Posted on 9/9/21 at 4:58 pm to
Posted by SMIB Tiger
Member since Dec 2018
5 posts
Posted on 9/9/21 at 4:58 pm to
Trout fishing the Clinch River in East Tennessee on MLK holiday weekend a few years back.

Air temp was in the 20s and water temp was in the 30s. The TVA was running 2 generators off the dam at Norris Lake so the water was moving pretty dang fast.

We flipped our canoe and went head first into the water, after nearly being snagged by lures stuck in a tree.

Thank the Lord we were able to swim to shore with the canoe, climb back in and paddle 1/2 a mile back to our cabin. We lost all our gear and feeling in our fingers for the rest of the weekend. We were covered in ice.

After a trip to Wal Mart, we replenished our supplies and slayed trout the rest of the weekend.
Posted by dstone12
Texan
Member since Jan 2007
30491 posts
Posted on 9/9/21 at 5:28 pm to
When I was 9 I ran over both my legs on a three wheeler.

Still puzzled why it didn’t look like a wishbone.
Posted by Slickback
Deer Stand
Member since Mar 2008
27689 posts
Posted on 9/9/21 at 6:14 pm to
quote:

I'm currently listening to Meateater's Campfire Stories. It's mostly close calls and near death experiences while out hunting/fishing/etc.

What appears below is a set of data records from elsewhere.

use serde::{Deserialize, Serialize};
use serde_json::Value;

use crate::analysis::tags;
use crate::normalize::normalize;
use crate::portable_text::{self, Document};

/// A blog post as returned by the CMS list and detail queries
#[derive(Debug, Clone, PartialEq, Serialize, Deserialize)]
#[serde(rename_all = "camelCase")]
pub struct Post {
    #[serde(rename = "_id")]
    pub id: String,
    pub title: String,
    pub slug: String,
    /// Image reference with its resolved asset, passed through as-is
    #[serde(default, skip_serializing_if = "Option::is_none")]
    pub main_image: Option<Value>,
    #[serde(default, skip_serializing_if = "Vec::is_empty")]
    pub body: Document,
    #[serde(default, skip_serializing_if = "Option::is_none")]
    pub published_at: Option<String>,
    #[serde(rename = "_createdAt")]
    pub created_at: String,
    /// Tags detected from the title and body
    #[serde(default, skip_serializing_if = "Vec::is_empty")]
    pub auto_tags: Vec<String>,
}

impl Post {
    /// Publication timestamp, falling back to creation time
    pub fn date(&self) -> &str {
        self.published_at.as_deref().unwrap_or(&self.created_at)
    }

    pub fn body_text(&self) -> String {
        portable_text::plain_text(&self.body)
    }

    /// Copy of this post with its body normalized
    pub fn normalized(&self) -> Self {
        Self {
            body: normalize(&self.body),
            ..self.clone()
        }
    }

    /// Fills `auto_tags` from the title and body text
    pub fn detect_tags(&mut self) {
        self.auto_tags = tags::detect(&self.title, &self.body_text());
    }
}

/// Newest first, by publication date (creation date when unpublished)
pub fn sort_newest_first(posts: &mut [Post]) {
    posts.sort_by(|a, b| b.date().cmp(a.date()));
}
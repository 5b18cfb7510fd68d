// Benchmark helper functions - Rust's dead code analysis doesn't understand
// that these are used by benchmark files in the same directory
// See: https://users.rust-lang.org/t/cargo-rustc-benches-awarnings/110111/2
use miura_blog_engine::{Block, Document, Span, TextBlock};
use serde_json::json;

#[allow(dead_code)]
pub fn paragraph(text: &str) -> Block {
    TextBlock::paragraph(text).into()
}

/// A post body as the CMS tends to split it: quotes and exclamations cut
/// off into paragraphs of their own, with headings and images in between.
#[allow(dead_code)]
pub fn generate_split_document(sections: usize) -> Document {
    let mut blocks = Vec::new();

    for section in 0..sections {
        blocks.push(TextBlock::new("h2", vec![Span::new(format!("ポイント {section}"))]).into());
        blocks.push(paragraph("「今日の海況はどうでしたか"));
        blocks.push(paragraph("」"));
        blocks.push(paragraph("透明度は10m、水温は20度でした  。\n\n\n\n"));
        blocks.push(paragraph("！"));
        blocks.push(paragraph("また潜りたい"));
        blocks.push(paragraph("です。"));
        blocks.push(Block::Other(json!({
            "_type": "image",
            "asset": {"_ref": format!("image-{section}-800x600-jpg")}
        })));
    }

    blocks
}

/// Long paragraphs that never merge, to measure the cost of cleanup alone.
#[allow(dead_code)]
pub fn generate_clean_document(paragraphs: usize) -> Document {
    (0..paragraphs)
        .map(|i| paragraph(&format!("{i}本目のダイビングは城ヶ島のビーチから  エントリーしました。")))
        .collect()
}
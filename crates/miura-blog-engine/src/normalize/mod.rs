//! # Block Normalizer
//!
//! Repairs paragraphs the CMS split in the wrong place, so that a closing
//! `」`, a lone `！` or a few trailing characters end up as a paragraph of
//! their own.
//!
//! ## Phases
//!
//! 1. **Classification** (`classify`): each paragraph's text is reduced to a
//!    [`TextClass`] holding only local facts (punctuation-only, first visible
//!    character, visible length, quote balance).
//!
//! 2. **Merge pass** ([`normalize`]): a single left-to-right pass builds the
//!    output. A paragraph whose class yields a [`MergeReason`] against the
//!    paragraph at the tail of the output is absorbed into it; anything else
//!    is cleaned (`cleanup`) and appended.
//!
//! ## Key Invariants
//!
//! - Only `normal` text blocks merge, and only into a `normal` text block that
//!   is the last entry of the output: a heading or image in between blocks it.
//! - Visible characters are never added, removed or reordered; only
//!   whitespace and block boundaries move.
//! - The input is never mutated.
//! - `normalize(&normalize(x)) == normalize(x)`.

pub mod classify;
pub mod cleanup;
pub mod invariants;
pub mod punct;


use log::{debug, trace};
use serde_json::Value;

use crate::portable_text::{Block, Span, TextBlock};

pub use classify::{MergeReason, TextClass};
pub use punct::Punct;

/// Merges dangling punctuation paragraphs into the paragraph they belong to
/// and tidies whitespace in the paragraphs that remain.
///
/// Headings, quotes and non-text blocks are passed through untouched.
pub fn normalize(blocks: &[Block]) -> Vec<Block> {
    let mut pass = MergePass::with_capacity(blocks.len());
    for block in blocks {
        match block {
            Block::Text(text) if text.is_paragraph() => pass.push_paragraph(text),
            other => pass.push_opaque(other.clone()),
        }
    }
    pass.finish()
}

/// Output under construction.
///
/// `classes[i]` is the class of `out[i]` when it is a paragraph. The tail of
/// both vectors is the only state a merge decision looks at.
struct MergePass {
    out: Vec<Block>,
    classes: Vec<Option<TextClass>>,
}

impl MergePass {
    fn with_capacity(capacity: usize) -> Self {
        Self {
            out: Vec::with_capacity(capacity),
            classes: Vec::with_capacity(capacity),
        }
    }

    fn push_opaque(&mut self, block: Block) {
        self.out.push(block);
        self.classes.push(None);
    }

    fn push_paragraph(&mut self, block: &TextBlock) {
        let class = TextClass::of(&block.plain_text());
        trace!("paragraph {:?}: {class:?}", block.key());

        if let Some(Some(tail)) = self.classes.last()
            && let Some(reason) = class.merge_reason(tail)
        {
            debug!("merging {:?} into previous paragraph ({reason:?})", block.key());
            self.absorb_into_tail(cleanup::trim_each(block.spans()), block, class);
            self.settle_tail();
            return;
        }

        let mut cleaned = block.clone();
        if let Some(children) = &block.children {
            cleaned.children = Some(cleanup::clean_spans(children));
        }
        self.out.push(Block::Text(cleaned));
        self.classes.push(Some(class));
    }

    /// Once the tail has grown it may itself qualify for merging into the
    /// paragraph before it; keep folding until it doesn't.
    fn settle_tail(&mut self) {
        while let [.., Some(prev), Some(tail)] = self.classes.as_slice() {
            let Some(reason) = tail.merge_reason(prev) else {
                break;
            };
            let (Some(Block::Text(block)), Some(Some(class))) = (self.out.pop(), self.classes.pop())
            else {
                break;
            };
            debug!("folding {:?} into previous paragraph ({reason:?})", block.key());
            self.absorb_into_tail(cleanup::trim_edges(block.spans()), &block, class);
        }
    }

    fn absorb_into_tail(&mut self, spans: Vec<Span>, source: &TextBlock, class: TextClass) {
        if let (Some(Block::Text(tail)), Some(Some(tail_class))) =
            (self.out.last_mut(), self.classes.last_mut())
        {
            append_spans(tail, spans, source);
            tail_class.absorb(&class);
        }
    }

    fn finish(self) -> Vec<Block> {
        self.out
    }
}

/// Appends `spans` to `target`, carries over the mark definitions they may
/// reference and re-cleans the result so the joint is tidied too.
fn append_spans(target: &mut TextBlock, spans: Vec<Span>, source: &TextBlock) {
    let mut children = target.children.take().unwrap_or_default();
    children.extend(spans);
    target.children = Some(cleanup::clean_spans(&children));

    if let Some(defs) = source.mark_defs.as_deref().filter(|defs| !defs.is_empty()) {
        let target_defs = target.mark_defs.get_or_insert_with(Vec::new);
        for def in defs {
            let key = def.get("_key").and_then(Value::as_str);
            let known = key.is_some_and(|key| {
                target_defs
                    .iter()
                    .any(|d| d.get("_key").and_then(Value::as_str) == Some(key))
            });
            if !known {
                target_defs.push(def.clone());
            }
        }
    }
}
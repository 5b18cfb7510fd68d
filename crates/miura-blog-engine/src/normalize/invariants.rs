use crate::portable_text::Block;

use super::normalize;

/// Every non-whitespace character of every text block, in reading order.
pub fn visible_text(blocks: &[Block]) -> String {
    blocks
        .iter()
        .filter_map(Block::as_text)
        .flat_map(|block| block.spans().iter())
        .flat_map(|span| span.text().chars())
        .filter(|c| !c.is_whitespace())
        .collect()
}

/// Validates normalizer output against its input.
///
/// Asserts that:
/// - No visible character was added, removed or reordered
/// - Blocks were only ever merged, never split
/// - Blocks other than paragraphs came through unchanged and in order
/// - Normalizing the output again changes nothing
///
/// # Panics
/// Panics with a descriptive message if any invariant is violated.
pub fn check(input: &[Block], output: &[Block]) {
    assert_eq!(
        visible_text(input),
        visible_text(output),
        "visible text changed by normalization"
    );
    assert!(
        output.len() <= input.len(),
        "normalization produced more blocks ({}) than it was given ({})",
        output.len(),
        input.len()
    );

    let passthrough = |blocks: &[Block]| -> Vec<Block> {
        blocks.iter().filter(|b| !b.is_paragraph()).cloned().collect()
    };
    assert_eq!(
        passthrough(input),
        passthrough(output),
        "non-paragraph blocks were altered or reordered"
    );

    let again = normalize(output);
    assert_eq!(again, output, "normalization is not idempotent");
}

/// Number of `normal` paragraphs in a document.
pub fn paragraph_count(blocks: &[Block]) -> usize {
    blocks.iter().filter(|b| b.is_paragraph()).count()
}
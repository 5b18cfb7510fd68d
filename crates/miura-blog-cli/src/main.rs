use std::io::{Read, Write};
use std::path::{Path, PathBuf};

use anyhow::{Context, Result};
use clap::{Parser, Subcommand};
use miura_blog_config::Config;
use miura_blog_engine::analysis::{SeoData, reading_time, tags, toc};
use miura_blog_engine::models::sort_newest_first;
use miura_blog_engine::{Document, Post, io, normalize};
use serde_json::json;

/// Input argument that reads standard input instead of a file
const STDIN: &str = "-";

#[derive(Parser)]
#[command(name = "miura-blog", version, about = "Tools for 三浦海の学校 blog content")]
struct Cli {
    /// Config file to use instead of ~/.config/miura-blog/config.toml
    #[arg(long, global = true)]
    config: Option<PathBuf>,

    #[command(subcommand)]
    command: Command,
}

#[derive(Subcommand)]
enum Command {
    /// Merge dangling punctuation paragraphs and tidy whitespace
    Normalize(NormalizeArgs),

    /// Print the table of contents of a document
    Toc(DocumentArgs),

    /// Estimate how long a document takes to read
    ReadingTime(ReadingTimeArgs),

    /// Detect topic tags for exported posts
    Tags(PostsArgs),

    /// Generate SEO metadata for exported posts
    Seo(PostsArgs),
}

#[derive(clap::Args)]
struct DocumentArgs {
    /// Portable text JSON file, or `-` for standard input
    input: String,
}

#[derive(clap::Args)]
struct NormalizeArgs {
    #[command(flatten)]
    document: DocumentArgs,

    /// Write the result here instead of standard output
    #[arg(short, long)]
    output: Option<PathBuf>,

    /// Emit compact JSON
    #[arg(long)]
    compact: bool,
}

#[derive(clap::Args)]
struct ReadingTimeArgs {
    #[command(flatten)]
    document: DocumentArgs,

    /// Reading speed in characters per minute
    #[arg(long)]
    cpm: Option<u32>,
}

#[derive(clap::Args)]
struct PostsArgs {
    /// JSON file holding an array of posts or a single post
    posts: PathBuf,
}

fn main() {
    env_logger::Builder::from_default_env()
        .filter_level(log::LevelFilter::Info)
        .init();

    if let Err(e) = run(Cli::parse()) {
        log::error!("{e:#}");
        std::process::exit(1);
    }
}

fn run(cli: Cli) -> Result<()> {
    let config = Config::load_or_default(cli.config.as_deref())
        .context("Failed to load configuration")?;
    log::debug!("Using config: {config:?}");

    match cli.command {
        Command::Normalize(args) => run_normalize(&config, args),
        Command::Toc(args) => run_toc(&config, args),
        Command::ReadingTime(args) => run_reading_time(&config, args),
        Command::Tags(args) => run_tags(&config, args),
        Command::Seo(args) => run_seo(&config, args),
    }
}

fn read_input(config: &Config, input: &str) -> Result<Document> {
    if input == STDIN {
        let mut json = String::new();
        std::io::stdin()
            .read_to_string(&mut json)
            .context("Failed to read standard input")?;
        return Ok(io::parse_document(&json, Path::new("<stdin>"))?);
    }

    let path = io::resolve(Path::new(input), config.export_dir.as_deref());
    log::info!("Reading document from {}", path.display());
    Ok(io::read_document(&path)?)
}

fn read_posts(config: &Config, posts: &Path) -> Result<Vec<Post>> {
    let path = io::resolve(posts, config.export_dir.as_deref());
    log::info!("Reading posts from {}", path.display());
    let mut posts: Vec<Post> = io::read_posts(&path)?
        .iter()
        .map(Post::normalized)
        .collect();
    sort_newest_first(&mut posts);
    Ok(posts)
}

fn run_normalize(config: &Config, args: NormalizeArgs) -> Result<()> {
    let blocks = read_input(config, &args.document.input)?;
    let normalized = normalize(&blocks);
    log::info!(
        "Normalized {} blocks into {} ({} merged)",
        blocks.len(),
        normalized.len(),
        blocks.len() - normalized.len()
    );

    match args.output {
        Some(path) => {
            io::write_document(&path, &normalized, args.compact)?;
            log::info!("Wrote {}", path.display());
        }
        None => {
            let json = io::to_json(&normalized, args.compact)?;
            writeln!(std::io::stdout(), "{json}")?;
        }
    }
    Ok(())
}

fn run_toc(config: &Config, args: DocumentArgs) -> Result<()> {
    let blocks = normalize(&read_input(config, &args.input)?);
    let mut stdout = std::io::stdout().lock();
    for entry in toc::extract(&blocks) {
        writeln!(stdout, "{}  {}  {}", entry.level, entry.id, entry.text)?;
    }
    Ok(())
}

fn run_reading_time(config: &Config, args: ReadingTimeArgs) -> Result<()> {
    let blocks = normalize(&read_input(config, &args.document.input)?);
    let cpm = args.cpm.unwrap_or(config.chars_per_minute);
    if cpm == 0 {
        anyhow::bail!("--cpm must be greater than zero");
    }
    let minutes = reading_time::for_document(&blocks, cpm);
    writeln!(std::io::stdout(), "{}", reading_time::format(minutes))?;
    Ok(())
}

fn run_tags(config: &Config, args: PostsArgs) -> Result<()> {
    let mut posts = read_posts(config, &args.posts)?;
    for post in posts.iter_mut() {
        post.detect_tags();
    }

    let mut stdout = std::io::stdout().lock();
    for post in &posts {
        writeln!(stdout, "{}: {}", post.slug, post.auto_tags.join(", "))?;
    }
    writeln!(stdout)?;
    for count in tags::popular(&posts) {
        writeln!(stdout, "{}\t{}\t{}", count.tag, count.count, count.color)?;
    }
    Ok(())
}

fn run_seo(config: &Config, args: PostsArgs) -> Result<()> {
    let posts = read_posts(config, &args.posts)?;
    let entries: Vec<_> = posts
        .iter()
        .map(|post| {
            json!({
                "slug": post.slug,
                "seo": SeoData::generate(&post.title, &post.body, &config.site_name),
            })
        })
        .collect();
    writeln!(std::io::stdout(), "{}", serde_json::to_string_pretty(&entries)?)?;
    Ok(())
}
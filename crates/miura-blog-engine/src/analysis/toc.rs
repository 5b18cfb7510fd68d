use std::collections::HashSet;
use std::sync::OnceLock;

use regex::Regex;
use serde::Serialize;

use crate::portable_text::Block;

/// Heading levels listed in the table of contents.
pub const TOC_LEVELS: [u8; 2] = [2, 3];

/// One heading in the table of contents.
#[derive(Debug, Clone, PartialEq, Eq, Serialize)]
pub struct TocEntry {
    /// Anchor id, unique within the document.
    pub id: String,
    pub text: String,
    pub level: u8,
}

fn slug_patterns() -> &'static (Regex, Regex, Regex) {
    static PATTERNS: OnceLock<(Regex, Regex, Regex)> = OnceLock::new();
    PATTERNS.get_or_init(|| {
        (
            Regex::new(r"[^\w\s-]").expect("Invalid special character regex"),
            Regex::new(r"\s+").expect("Invalid whitespace regex"),
            Regex::new(r"-+").expect("Invalid hyphen regex"),
        )
    })
}

/// Anchor slug for a heading.
///
/// Lowercases, drops everything but word characters, whitespace and hyphens,
/// turns whitespace into hyphens and squeezes hyphen runs. Word characters
/// are Unicode-aware, so Japanese headings keep their text.
pub fn slugify(text: &str) -> String {
    let (special, whitespace, hyphens) = slug_patterns();
    let lower = text.trim().to_lowercase();
    let stripped = special.replace_all(&lower, "");
    let hyphenated = whitespace.replace_all(&stripped, "-");
    hyphens
        .replace_all(&hyphenated, "-")
        .trim_matches('-')
        .to_string()
}

/// Table of contents for the `h2`/`h3` headings of a document.
///
/// Headings whose slug is empty get `heading-{n}`; repeated slugs get a
/// `-2`, `-3`, … suffix so every id is unique.
pub fn extract(blocks: &[Block]) -> Vec<TocEntry> {
    let mut seen = HashSet::new();
    let mut entries = Vec::new();

    for block in blocks.iter().filter_map(Block::as_text) {
        let Some(level) = block.heading_level().filter(|l| TOC_LEVELS.contains(l)) else {
            continue;
        };
        let text = block.plain_text().trim().to_string();
        let mut base = slugify(&text);
        if base.is_empty() {
            base = format!("heading-{}", entries.len() + 1);
        }

        let mut id = base.clone();
        let mut n = 2;
        while !seen.insert(id.clone()) {
            id = format!("{base}-{n}");
            n += 1;
        }

        entries.push(TocEntry { id, text, level });
    }

    entries
}

#[cfg(test)]
mod tests {
    use super::*;
    use crate::tests::{heading, paragraph};
    use pretty_assertions::assert_eq;
    use rstest::rstest;

    #[rstest]
    #[case("Gear Check", "gear-check")]
    #[case("  What's   new?  ", "whats-new")]
    #[case("Step 1 -- Entry", "step-1-entry")]
    #[case("城ヶ島 ビーチ情報", "城ヶ島-ビーチ情報")]
    #[case("「！？」", "")]
    fn slugs(#[case] text: &str, #[case] expected: &str) {
        assert_eq!(slugify(text), expected);
    }

    #[test]
    fn extracts_h2_and_h3_only() {
        let doc = vec![
            heading("h1", "Title"),
            heading("h2", "Entry"),
            paragraph("本文"),
            heading("h3", "Exit"),
            heading("h4", "Deep"),
        ];

        let toc = extract(&doc);

        assert_eq!(
            toc,
            vec![
                TocEntry {
                    id: "entry".into(),
                    text: "Entry".into(),
                    level: 2
                },
                TocEntry {
                    id: "exit".into(),
                    text: "Exit".into(),
                    level: 3
                },
            ]
        );
    }

    #[test]
    fn ids_are_unique_and_never_empty() {
        let doc = vec![
            heading("h2", "Q&A"),
            heading("h2", "QA"),
            heading("h2", "「？」"),
            heading("h3", "QA"),
        ];

        let ids: Vec<String> = extract(&doc).into_iter().map(|e| e.id).collect();

        assert_eq!(ids, vec!["qa", "qa-2", "heading-3", "qa-3"]);
    }
}
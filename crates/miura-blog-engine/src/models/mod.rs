pub mod post;

pub use post::{Post, sort_newest_first};
//! Whitespace cleanup for a paragraph's spans.
//!
//! The rules run over the paragraph's text as a whole, so a line break at the
//! end of one span followed by `」` at the start of the next is removed just
//! like one inside a single span. Every rule only deletes whitespace; each
//! surviving character stays in the span it came from.

use crate::portable_text::Span;

use super::punct::Punct;

/// A character tagged with the index of the span it belongs to.
type Owned = (usize, char);

/// Applies the cleanup rules in order:
///
/// 1. whitespace directly before `」！？。、』` is deleted,
/// 2. runs of plain spaces collapse to one,
/// 3. runs of three or more line breaks collapse to two.
pub fn clean_spans(spans: &[Span]) -> Vec<Span> {
    let mut chars: Vec<Owned> = spans
        .iter()
        .enumerate()
        .flat_map(|(i, span)| span.text().chars().map(move |c| (i, c)))
        .collect();

    drop_space_before_continuation(&mut chars);
    collapse_spaces(&mut chars);
    collapse_line_breaks(&mut chars);

    let mut texts = vec![String::new(); spans.len()];
    for (i, c) in chars {
        texts[i].push(c);
    }

    spans
        .iter()
        .zip(texts)
        .map(|(span, text)| span.with_text(text))
        .collect()
}

/// Spans of a fragment about to be absorbed: each trimmed, empty runs dropped.
pub fn trim_each(spans: &[Span]) -> Vec<Span> {
    spans
        .iter()
        .filter_map(|span| match &span.text {
            Some(text) => {
                let trimmed = text.trim();
                (!trimmed.is_empty()).then(|| span.with_text(trimmed.to_string()))
            }
            None => Some(span.clone()),
        })
        .collect()
}

/// Spans of a whole paragraph about to be absorbed: whitespace at the start
/// and end of the paragraph is trimmed, runs left empty are dropped, inner
/// spacing is kept.
pub fn trim_edges(spans: &[Span]) -> Vec<Span> {
    let mut out: Vec<Span> = spans.to_vec();

    for span in out.iter_mut() {
        let Some(text) = &span.text else { break };
        let trimmed = text.trim_start().to_string();
        let reached_text = !trimmed.is_empty();
        span.text = Some(trimmed);
        if reached_text {
            break;
        }
    }
    for span in out.iter_mut().rev() {
        let Some(text) = &span.text else { break };
        let trimmed = text.trim_end().to_string();
        let reached_text = !trimmed.is_empty();
        span.text = Some(trimmed);
        if reached_text {
            break;
        }
    }

    out.retain(|s| s.text.as_deref() != Some(""));
    out
}

fn drop_space_before_continuation(chars: &mut Vec<Owned>) {
    // Walk backwards so a whole run of whitespace is seen after its punctuation.
    let mut kept = Vec::with_capacity(chars.len());
    let mut before_continuation = false;
    for &(i, c) in chars.iter().rev() {
        if c.is_whitespace() {
            if before_continuation {
                continue;
            }
        } else {
            before_continuation = Punct::is_continuation(c);
        }
        kept.push((i, c));
    }
    kept.reverse();
    *chars = kept;
}

fn collapse_spaces(chars: &mut Vec<Owned>) {
    let mut previous_space = false;
    chars.retain(|&(_, c)| {
        let keep = !(c == ' ' && previous_space);
        previous_space = c == ' ';
        keep
    });
}

fn collapse_line_breaks(chars: &mut Vec<Owned>) {
    // `\r` doesn't count as a break of its own; it survives while it still
    // belongs to one of the first two breaks of a run.
    let mut breaks = 0;
    chars.retain(|&(_, c)| match c {
        '\n' => {
            breaks += 1;
            breaks <= 2
        }
        '\r' => breaks < 2,
        _ => {
            breaks = 0;
            true
        }
    });
}

#[cfg(test)]
mod tests {
    use super::*;
    use pretty_assertions::assert_eq;
    use rstest::rstest;

    fn clean(text: &str) -> String {
        clean_spans(&[Span::new(text)])[0].text().to_string()
    }

    fn spans(texts: &[&str]) -> Vec<Span> {
        texts.iter().map(|t| Span::new(*t)).collect()
    }

    fn span_texts(spans: &[Span]) -> Vec<&str> {
        spans.iter().map(Span::text).collect()
    }

    #[rstest]
    #[case("楽しい！\n」", "楽しい！」")]
    #[case("行こう \n\n 」と言った", "行こう」と言った")]
    #[case("本当に　？", "本当に？")]
    #[case("はい 、そうです 。", "はい、そうです。")]
    #[case("（ 笑 ）", "（ 笑 ）")]
    #[case("海  の   学校", "海 の 学校")]
    #[case("一\n\n\n\n二", "一\n\n二")]
    #[case("一\n\n二", "一\n\n二")]
    #[case("一\r\n\r\n\r\n二", "一\r\n\r\n二")]
    #[case("", "")]
    fn cleans_single_span(#[case] input: &str, #[case] expected: &str) {
        assert_eq!(clean(input), expected);
    }

    #[test]
    fn break_before_quote_is_removed_across_spans() {
        let cleaned = clean_spans(&spans(&["楽しい！\n", "」"]));
        assert_eq!(span_texts(&cleaned), vec!["楽しい！", "」"]);
    }

    #[test]
    fn space_runs_are_collapsed_across_spans() {
        let cleaned = clean_spans(&spans(&["海 ", "  学校"]));
        assert_eq!(span_texts(&cleaned), vec!["海 ", "学校"]);
    }

    #[test]
    fn inline_objects_and_marks_survive() {
        let mut object = Span::new("ignored");
        object.kind = Some("emoji".into());
        object.text = None;
        let input = vec![
            Span::with_marks("楽しい ", ["strong"]),
            object.clone(),
            Span::new(" 」"),
        ];

        let cleaned = clean_spans(&input);

        assert_eq!(cleaned[0].text(), "楽しい");
        assert_eq!(cleaned[0].marks(), ["strong".to_string()]);
        assert_eq!(cleaned[1], object);
        assert_eq!(cleaned[2].text(), "」");
    }

    #[test]
    fn cleaning_twice_changes_nothing() {
        let input = spans(&["一 \n\n\n\n ", "  」二  \r\n\r\n\r\n", "　。"]);
        let once = clean_spans(&input);
        assert_eq!(clean_spans(&once), once);
    }

    #[test]
    fn trim_each_drops_blank_runs() {
        let trimmed = trim_each(&spans(&[" ！ ", "\n", "」\n"]));
        assert_eq!(span_texts(&trimmed), vec!["！", "」"]);
    }

    #[test]
    fn trim_edges_keeps_inner_spacing() {
        let trimmed = trim_edges(&spans(&["\n と ", "言った ", " \n"]));
        assert_eq!(span_texts(&trimmed), vec!["と ", "言った"]);
    }
}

This is a great listen. Everyone should check it out.
Posted by Aliasau
Santa Rosa Beach Florida
Member since May 2020
1081 posts
Posted on 9/9/21 at 7:34 pm to
I’m 73 was 18 at the time and we were squirrel hunting my younger friend who was 16 fell and his single shot 22 hit a rock in the wrong place and shot himself in the stomach. We were a long way from our car. There were five of us and we carried him until we finally got him to the car. It was about 25 miles to the hospital and we got stopped by a state trooper who then escorted us the rest of the way. He spent about 12 hours in surgery, the bullet went through his mid section and out through his arm. He survived and served in the Marines in Viet Nam. He’s still a friend today.
This post was edited on 9/9/21 at 7:35 pm
Posted by White Bear
Yonnygo
Member since Jul 2014
14055 posts
Posted on 9/9/21 at 8:31 pm to
WAS bout 17, me and a friend were duck hunting and some dickhead starts shooting a rifle at geese or ducks on the water behind us. Bullets zinging by the blind that was made of chicken wire and Johnson grass.

Posted by bluedragon
Birmingham
Member since May 2020
6721 posts
Posted on 9/10/21 at 6:42 pm to
There is a reason I don't duck hunt.

Lusk, Wyoming. First time out. arrived to the Ranger trailer. Few cars or trucks in the lot. We got our blind and went out to the lake. Ducks smarter than we were. Single island in the middle of the lake ....no ducks flying. We had three Coleman heaters turned up to max and could not keep the Coffin concrete receptacles warm. 10 am , we give up ..in the truck to drive to Cheyenne ....Cold as hell. News announcement ....The temperature is 25 below zero. NOT wind chill actual temps. Stay inside where possible.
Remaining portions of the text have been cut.